The recursion calls the computation backwards, so faculty(n) is called before of faculty(n-1). As you want print the value of faculty(n-1) before faculty(n), you need to print before you return the value, like this:

static int faculty(int v) {
  int result;
  if (v==0) {
    result = 1;
  } else {
    result = v*faculty(v-1);
  }
  System.out.print(result);
  System.out.print(", ");
  return result;
}

This will give you the values in ascending order. I hope you can forgive the last comma, you will need to define an additional function if you want to get rid of this without a boolean parameter controlling this.

So you see you can do for faculty without the boolean to control the printing.

But that is due to the fact that faculty will not span a tree of recursive calls, but is just a single sequence of calls. As said before, I only see that you can control the printing if you have a whole tree of calls by adding a boolean functions.

Is that what you were after?

Anyway, here's still my first answer (which is more efficient, and will give you the same output faster):

Compute the Fibonacci numbers iteratively instead of recursively.

The easiest way is to use an array fib[]. Initialize with fib[0] = 0, fib[1] = 1. Then iterate over i = 2 to n, where fib[i] = fib[i-1] + fib [i-2].

It's also easy to tune this so you don't need the full array, but only two variables to store fib[i-1], fib[i-2].

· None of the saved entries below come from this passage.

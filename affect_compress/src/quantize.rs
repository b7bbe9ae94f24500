// SPDX-License-Identifier: MIT OR Apache-2.0
//! Bucket quantization of normalized samples into `u8` symbols.

use serde::{Deserialize, Serialize};
use thiserror::Error;

/// Default bucket count: `-1.0..=1.0` at 0.01 resolution.
pub const DEFAULT_BUCKETS: u16 = 201;

#[derive(Debug, Error, Clone, PartialEq, Eq)]
pub enum QuantizationError {
    #[error("bucket count {0} outside 2..=256")]
    InvalidBuckets(u16),
    #[error("symbol {symbol} outside 0..{buckets}")]
    SymbolOutOfRange { symbol: u8, buckets: u16 },
}

/// Maps `[-1.0, 1.0]` onto `0..buckets` evenly; values outside are clamped.
#[derive(Debug, Clone, Copy, PartialEq, Eq, Serialize, Deserialize)]
pub struct Quantizer {
    buckets: u16,
}

impl Default for Quantizer {
    fn default() -> Self {
        Self {
            buckets: DEFAULT_BUCKETS,
        }
    }
}

impl Quantizer {
    /// # Errors
    /// `InvalidBuckets` unless `2 <= buckets <= 256`.
    pub fn new(buckets: u16) -> Result<Self, QuantizationError> {
        if !(2..=256).contains(&buckets) {
            return Err(QuantizationError::InvalidBuckets(buckets));
        }
        Ok(Self { buckets })
    }

    #[must_use]
    pub const fn buckets(&self) -> u16 {
        self.buckets
    }

    /// Width of one bucket in value space.
    #[must_use]
    pub fn step(&self) -> f32 {
        2.0 / f32::from(self.buckets - 1)
    }

    /// NaN maps to the center bucket.
    #[must_use]
    #[allow(clippy::cast_possible_truncation, clippy::cast_sign_loss)]
    pub fn quantize(&self, value: f32) -> u8 {
        let value = if value.is_nan() { 0.0 } else { value.clamp(-1.0, 1.0) };
        let top = f32::from(self.buckets - 1);
        ((value + 1.0) / 2.0 * top).round() as u8
    }

    /// # Errors
    /// `SymbolOutOfRange` for symbols this quantizer never produces.
    pub fn dequantize(&self, symbol: u8) -> Result<f32, QuantizationError> {
        if u16::from(symbol) >= self.buckets {
            return Err(QuantizationError::SymbolOutOfRange {
                symbol,
                buckets: self.buckets,
            });
        }
        let top = f32::from(self.buckets - 1);
        Ok(f32::from(symbol) / top * 2.0 - 1.0)
    }
}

And in fact, you could take this iterative loop and then again make it a recursive loop, but it would have a different structure than your original fibonacci function.

int sum = 1;
int n1 = 0 , n2 = 1;

for(int i = 0; i < 10; i++)
{
    if(i < 1)
    {
        System.out.print(i);
        System.out.print(" ");
    }
    else if(i > 1)
    {
        System.out.print(sum);
        System.out.print(" ");
        sum = n1 + n2;
        n1 = n2;
        n2 = sum;
    }
}

So far, this is the most efficient and fastest way I could came out for the Fibonacci Sequence:

FIBONACCI DYNAMIC VERSION

public static BigInteger getFibonacciDynamic(long n) {

    BigInteger[] fibonacci = new BigInteger[(int) n + (n == 0 ? 2 : 1)];
    fibonacci[0] = BigInteger.valueOf(0);
    fibonacci[1] = BigInteger.valueOf(1);

    for (int i = 2; i <= n; i++) {
        fibonacci[i] = fibonacci[i - 1].add(fibonacci[i - 2]);
    }

    return fibonacci[(int) n];
}

You could run it this way for the first 1000 values:

public static void main(String[] args) {

    int index = 0;
    while (index < 1000) {
        long time = System.currentTimeMillis();
        BigInteger value = getFibonacciDynamic(index);
        System.out.println("VALUE: " + value + " TOOK: " + (System.currentTimeMillis() - time) + "ms" + " OF INDEX: " + index);
        index++;
    }
}

And will print out:

VALUE: 0 TOOK: 0ms OF INDEX: 0
VALUE: 1 TOOK: 0ms OF INDEX: 1
VALUE: 1 TOOK: 0ms OF INDEX: 2
VALUE: 2 TOOK: 0ms OF INDEX: 3
VALUE: 3 TOOK: 0ms OF INDEX: 4
VALUE: 5 TOOK: 0ms OF INDEX: 5
VALUE: 8 TOOK: 0ms OF INDEX: 6
VALUE: 13 TOOK: 0ms OF INDEX: 7
VALUE: 21 TOOK: 0ms OF INDEX: 8
VALUE: 34 TOOK: 0ms OF INDEX: 9
VALUE: 55 TOOK: 0ms OF INDEX: 10
VALUE: 89 TOOK: 0ms OF INDEX: 11
VALUE: 144 TOOK: 0ms OF INDEX: 12
VALUE: 233 TOOK: 0ms OF INDEX: 13
VALUE: 377 TOOK: 0ms OF INDEX: 14
VALUE: 610 TOOK: 0ms OF INDEX: 15
VALUE: 987 TOOK: 0ms OF INDEX: 16
VALUE: 1597 TOOK: 0ms OF INDEX: 17
VALUE: 2584 TOOK: 0ms OF INDEX: 18
VALUE: 4181 TOOK: 0ms OF INDEX: 19
VALUE: 6765 TOOK: 0ms OF INDEX: 20
... till index 1000 with always < 10ms for each value

If you use recursive at index 45 is going to take this long:

FIBONACCI RECURSIVE

public static long getFibonacci(long n) {
    if(n <= 1) {
        return n;
    } else {
        return getFibonacci(n - 1) + getFibonacci(n - 2);
    }
}

---- PRINT ----
VALUE: 1134903170 TOOK: 9991ms OF INDEX: 45